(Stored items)
:::

//! Implementation of the Laplace kernels
use std::marker::PhantomData;

use num::traits::FloatConst;
use num::Float;
use rlst::RlstScalar;

use crate::traits::kernel::{HomogenousKernel, Kernel};

/// Single layer Laplace potential kernel, `1 / (4 pi |target - source|)`.
#[derive(Clone, Default, Debug)]
pub struct LaplacePotentialKernel<T: RlstScalar> {
    _phantom_t: PhantomData<T>,
}

impl<T: RlstScalar> LaplacePotentialKernel<T> {
    /// Create a new kernel object.
    pub fn new() -> Self {
        Self {
            _phantom_t: PhantomData,
        }
    }
}

impl<T> Kernel for LaplacePotentialKernel<T>
where
    T: RlstScalar<Real = T> + Float + FloatConst,
{
    type T = T;

    fn name(&self) -> &'static str {
        "laplace_potential"
    }

    fn domain_component_count(&self) -> usize {
        1
    }

    fn range_component_count(&self) -> usize {
        1
    }

    fn greens_fn(&self, source: &[T; 3], target: &[T; 3], block: &mut [T]) {
        debug_assert_eq!(block.len(), 1);
        let m_inv_4pi = T::from(0.25).unwrap() * T::FRAC_1_PI();

        let diff0 = target[0] - source[0];
        let diff1 = target[1] - source[1];
        let diff2 = target[2] - source[2];
        let diff_norm = Float::sqrt(diff0 * diff0 + diff1 * diff1 + diff2 * diff2);
        let inv_diff_norm = if diff_norm == T::zero() {
            T::zero()
        } else {
            T::one() / diff_norm
        };

        block[0] = m_inv_4pi * inv_diff_norm;
    }
}

impl<T> HomogenousKernel for LaplacePotentialKernel<T>
where
    T: RlstScalar<Real = T> + Float + FloatConst,
{
    fn is_homogenous(&self) -> bool {
        true
    }
}

/// Target gradient of the Laplace potential, `-(target - source) / (4 pi rho^3)`.
#[derive(Clone, Default, Debug)]
pub struct LaplaceGradientKernel<T: RlstScalar> {
    _phantom_t: PhantomData<T>,
}

impl<T: RlstScalar> LaplaceGradientKernel<T> {
    /// Create a new kernel object.
    pub fn new() -> Self {
        Self {
            _phantom_t: PhantomData,
        }
    }
}

impl<T> Kernel for LaplaceGradientKernel<T>
where
    T: RlstScalar<Real = T> + Float + FloatConst,
{
    type T = T;

    fn name(&self) -> &'static str {
        "laplace_gradient"
    }

    fn domain_component_count(&self) -> usize {
        1
    }

    fn range_component_count(&self) -> usize {
        3
    }

    fn greens_fn(&self, source: &[T; 3], target: &[T; 3], block: &mut [T]) {
        debug_assert_eq!(block.len(), 3);
        let m_inv_4pi = T::from(0.25).unwrap() * T::FRAC_1_PI();

        let diff0 = target[0] - source[0];
        let diff1 = target[1] - source[1];
        let diff2 = target[2] - source[2];
        let diff_norm = Float::sqrt(diff0 * diff0 + diff1 * diff1 + diff2 * diff2);
        let inv_diff_norm = if diff_norm == T::zero() {
            T::zero()
        } else {
            T::one() / diff_norm
        };
        let inv_diff_norm_cubed = inv_diff_norm * inv_diff_norm * inv_diff_norm;

        block[0] = -m_inv_4pi * diff0 * inv_diff_norm_cubed;
        block[1] = -m_inv_4pi * diff1 * inv_diff_norm_cubed;
        block[2] = -m_inv_4pi * diff2 * inv_diff_norm_cubed;
    }
}

impl<T> HomogenousKernel for LaplaceGradientKernel<T>
where
    T: RlstScalar<Real = T> + Float + FloatConst,
{
    fn is_homogenous(&self) -> bool {
        true
    }
}

#[cfg(test)]
mod test {
    use super::*;
    use approx::assert_relative_eq;

    #[test]
    fn test_potential_value() {
        let kernel = LaplacePotentialKernel::<f64>::new();
        let mut block = [0.0];
        kernel.greens_fn(&[0.0, 0.0, 0.0], &[1.0, 0.0, 0.0], &mut block);
        assert_relative_eq!(
            block[0],
            0.25 * std::f64::consts::FRAC_1_PI,
            epsilon = 1e-15
        );

        // Doubling the separation halves the potential
        let mut far = [0.0];
        kernel.greens_fn(&[0.0, 0.0, 0.0], &[2.0, 0.0, 0.0], &mut far);
        assert_relative_eq!(far[0], 0.5 * block[0], epsilon = 1e-15);
    }

    #[test]
    fn test_coincident_points_are_zero() {
        let kernel = LaplacePotentialKernel::<f64>::new();
        let mut block = [1.0];
        kernel.greens_fn(&[0.3, 0.4, 0.5], &[0.3, 0.4, 0.5], &mut block);
        assert_eq!(block[0], 0.0);

        let kernel = LaplaceGradientKernel::<f64>::new();
        let mut block = [1.0; 3];
        kernel.greens_fn(&[0.3, 0.4, 0.5], &[0.3, 0.4, 0.5], &mut block);
        assert_eq!(block, [0.0; 3]);
    }

    #[test]
    fn test_evaluate_matches_assembled_matrix() {
        use rand::prelude::*;

        let kernel = LaplacePotentialKernel::<f64>::new();
        let mut rng = StdRng::seed_from_u64(0);
        let nsources = 7;
        let ntargets = 5;
        let sources: Vec<f64> = (0..3 * nsources).map(|_| rng.gen::<f64>()).collect();
        let targets: Vec<f64> = (0..3 * ntargets).map(|_| rng.gen::<f64>() + 2.0).collect();
        let charges: Vec<f64> = (0..nsources).map(|_| rng.gen::<f64>() - 0.5).collect();

        let mut dense = vec![0.0; nsources * ntargets];
        kernel.assemble_st(&sources, &targets, &mut dense);

        let mut st = vec![0.0; ntargets];
        kernel.evaluate_st(&sources, &targets, &charges, &mut st);
        let mut mt = vec![0.0; ntargets];
        kernel.evaluate_mt(&sources, &targets, &charges, &mut mt);

        for t in 0..ntargets {
            let expected: f64 = (0..nsources)
                .map(|s| dense[t * nsources + s] * charges[s])
                .sum();
            assert_relative_eq!(st[t], expected, epsilon = 1e-13);
            assert_relative_eq!(mt[t], expected, epsilon = 1e-13);
        }
    }

    #[test]
    fn test_gradient_matches_finite_differences() {
        let potential = LaplacePotentialKernel::<f64>::new();
        let gradient = LaplaceGradientKernel::<f64>::new();

        let source = [0.1, 0.2, 0.3];
        let target = [0.7, -0.3, 0.4];
        let h = 1e-5;

        let mut block = [0.0; 3];
        gradient.greens_fn(&source, &target, &mut block);

        for axis in 0..3 {
            let mut up = target;
            let mut down = target;
            up[axis] += h;
            down[axis] -= h;

            let mut p_up = [0.0];
            let mut p_down = [0.0];
            potential.greens_fn(&source, &up, &mut p_up);
            potential.greens_fn(&source, &down, &mut p_down);

            let estimate = (p_up[0] - p_down[0]) / (2.0 * h);
            assert_relative_eq!(block[axis], estimate, max_relative = 1e-6);
        }
    }
}
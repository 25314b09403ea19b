//! Traits for Green's function kernel evaluation.
use num::Float;
use num::Zero;
use rayon::prelude::*;
use rlst::RlstScalar;

/// Interface to evaluating Green's functions for given sources and targets.
///
/// Coordinate slices are expected in column major order,
/// `[x_1, x_2, ..., x_N, y_1, y_2, ..., y_N, z_1, z_2, ..., z_N]`, that is
/// the values for each dimension must be contiguous in the slice.
pub trait Kernel: Send + Sync + std::fmt::Debug {
    /// Scalar element type. Kernels are evaluated in real arithmetic; complex
    /// valued kernels are represented by paired real components.
    type T: RlstScalar<Real = Self::T> + Float;

    /// Name of the kernel.
    fn name(&self) -> &'static str;

    /// Number of source density components.
    fn domain_component_count(&self) -> usize;

    /// Number of target value components.
    fn range_component_count(&self) -> usize;

    /// Dimension of the underlying space.
    fn space_dimension(&self) -> usize {
        3
    }

    /// Evaluate the interaction block for a single source/target pair.
    ///
    /// `block` must hold `domain_component_count * range_component_count`
    /// entries and is written in source component major order, i.e.
    /// `block[i * range + j]` is the response in target component `j` to a
    /// unit density in source component `i`. A coincident source and target
    /// produce a zero block.
    fn greens_fn(&self, source: &[Self::T; 3], target: &[Self::T; 3], block: &mut [Self::T]);

    /// Single threaded assembly of the dense interaction matrix between many
    /// sources and targets.
    ///
    /// The interaction block of target `t` and source `s` starts at
    /// `result[(t * nsources + s) * domain * range]`, laid out as in
    /// [Kernel::greens_fn].
    ///
    /// # Panics
    /// If the coordinate slices are not multiples of the space dimension, or
    /// `result` does not hold one block per source/target pair.
    fn assemble_st(&self, sources: &[Self::T], targets: &[Self::T], result: &mut [Self::T]) {
        let dim = self.space_dimension();
        assert_eq!(sources.len() % dim, 0);
        assert_eq!(targets.len() % dim, 0);

        let nsources = sources.len() / dim;
        let ntargets = targets.len() / dim;
        let block_len = self.domain_component_count() * self.range_component_count();
        assert_eq!(result.len(), nsources * ntargets * block_len);

        for t in 0..ntargets {
            let target = [targets[t], targets[ntargets + t], targets[2 * ntargets + t]];
            for s in 0..nsources {
                let source = [sources[s], sources[nsources + s], sources[2 * nsources + s]];
                let offset = (t * nsources + s) * block_len;
                self.greens_fn(&source, &target, &mut result[offset..offset + block_len]);
            }
        }
    }

    /// Single threaded evaluation of the field induced by a set of source
    /// densities.
    ///
    /// Densities are contiguous per source, `charges[s * domain + i]`, and the
    /// result is contiguous per target, `result[t * range + j]`. Existing
    /// contents of `result` are overwritten.
    ///
    /// # Panics
    /// If slice lengths are inconsistent with the coordinate counts and the
    /// kernel dimensions.
    fn evaluate_st(
        &self,
        sources: &[Self::T],
        targets: &[Self::T],
        charges: &[Self::T],
        result: &mut [Self::T],
    ) {
        let dim = self.space_dimension();
        assert_eq!(sources.len() % dim, 0);
        assert_eq!(targets.len() % dim, 0);

        let nsources = sources.len() / dim;
        let ntargets = targets.len() / dim;
        let domain = self.domain_component_count();
        let range = self.range_component_count();
        assert_eq!(charges.len(), nsources * domain);
        assert_eq!(result.len(), ntargets * range);

        let mut block = vec![Self::T::zero(); domain * range];
        for t in 0..ntargets {
            let target = [targets[t], targets[ntargets + t], targets[2 * ntargets + t]];
            let chunk = &mut result[t * range..(t + 1) * range];
            chunk.fill(Self::T::zero());

            for s in 0..nsources {
                let source = [sources[s], sources[nsources + s], sources[2 * nsources + s]];
                self.greens_fn(&source, &target, &mut block);
                for i in 0..domain {
                    let q = charges[s * domain + i];
                    for j in 0..range {
                        chunk[j] = chunk[j] + q * block[i * range + j];
                    }
                }
            }
        }
    }

    /// Multithreaded version of [Kernel::evaluate_st], parallel over targets.
    fn evaluate_mt(
        &self,
        sources: &[Self::T],
        targets: &[Self::T],
        charges: &[Self::T],
        result: &mut [Self::T],
    ) {
        let dim = self.space_dimension();
        assert_eq!(sources.len() % dim, 0);
        assert_eq!(targets.len() % dim, 0);

        let nsources = sources.len() / dim;
        let ntargets = targets.len() / dim;
        let domain = self.domain_component_count();
        let range = self.range_component_count();
        assert_eq!(charges.len(), nsources * domain);
        assert_eq!(result.len(), ntargets * range);

        result
            .par_chunks_exact_mut(range)
            .enumerate()
            .for_each(|(t, chunk)| {
                let target = [targets[t], targets[ntargets + t], targets[2 * ntargets + t]];
                chunk.fill(Self::T::zero());

                let mut block = vec![Self::T::zero(); domain * range];
                for s in 0..nsources {
                    let source = [sources[s], sources[nsources + s], sources[2 * nsources + s]];
                    self.greens_fn(&source, &target, &mut block);
                    for i in 0..domain {
                        let q = charges[s * domain + i];
                        for j in 0..range {
                            chunk[j] = chunk[j] + q * block[i * range + j];
                        }
                    }
                }
            });
    }
}

/// Marker interface for kernels that are homogenous under uniform scaling of
/// the geometry.
///
/// Precomputed operators of homogenous kernels can be stored at a single
/// octree level and rescaled on lookup, see [crate::precomp::PrecompMat].
pub trait HomogenousKernel: Kernel {
    /// Whether the kernel is homogenous.
    fn is_homogenous(&self) -> bool;

    /// Scaling to apply to level-0 precomputed operators at a given octree
    /// level.
    fn homogeneity_scale(&self, level: u64) -> Self::T {
        crate::precomp::homogenous_kernel_scale::<Self::T>(level)
    }
}
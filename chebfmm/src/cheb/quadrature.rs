//! Quadrature rules used by the integration operators.
use gauss_quad::GaussLegendre;
use itertools::Itertools;
use num::Float;
use rlst::RlstScalar;

/// Gauss-Legendre quadrature rule with `order` points, scaled to `[0, 1]`.
///
/// Nodes are synthesized in double precision and cast to the requested
/// scalar type.
pub fn quad_rule<T>(order: usize) -> (Vec<T>, Vec<T>)
where
    T: RlstScalar<Real = T> + Float,
{
    let GaussLegendre { nodes, weights } = GaussLegendre::init(order);

    let nodes = nodes
        .iter()
        .map(|&x| T::from(0.5 * (x + 1.0)).unwrap())
        .collect_vec();
    let weights = weights
        .iter()
        .map(|&w| T::from(0.5 * w).unwrap())
        .collect_vec();
    (nodes, weights)
}

#[cfg(test)]
mod test {
    use super::*;
    use approx::assert_relative_eq;

    #[test]
    fn test_weights_sum_to_interval_length() {
        let (_, weights) = quad_rule::<f64>(12);
        let total: f64 = weights.iter().sum();
        assert_relative_eq!(total, 1.0, epsilon = 1e-13);
    }

    #[test]
    fn test_rule_is_exact_for_polynomials() {
        // An n point rule integrates degree 2n - 1 exactly.
        let (nodes, weights) = quad_rule::<f64>(4);
        let integral: f64 = nodes
            .iter()
            .zip(weights.iter())
            .map(|(&x, &w)| w * x.powi(7))
            .sum();
        assert_relative_eq!(integral, 1.0 / 8.0, epsilon = 1e-13);
    }

    #[test]
    fn test_nodes_lie_in_unit_interval() {
        let (nodes, _) = quad_rule::<f32>(9);
        assert!(nodes.iter().all(|&x| x > 0.0 && x < 1.0));
    }
}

:::

▶ **Exercise prompt**: Give only the number of lines in the records that include the word "offset".

▶ **Result of the exercise**: 2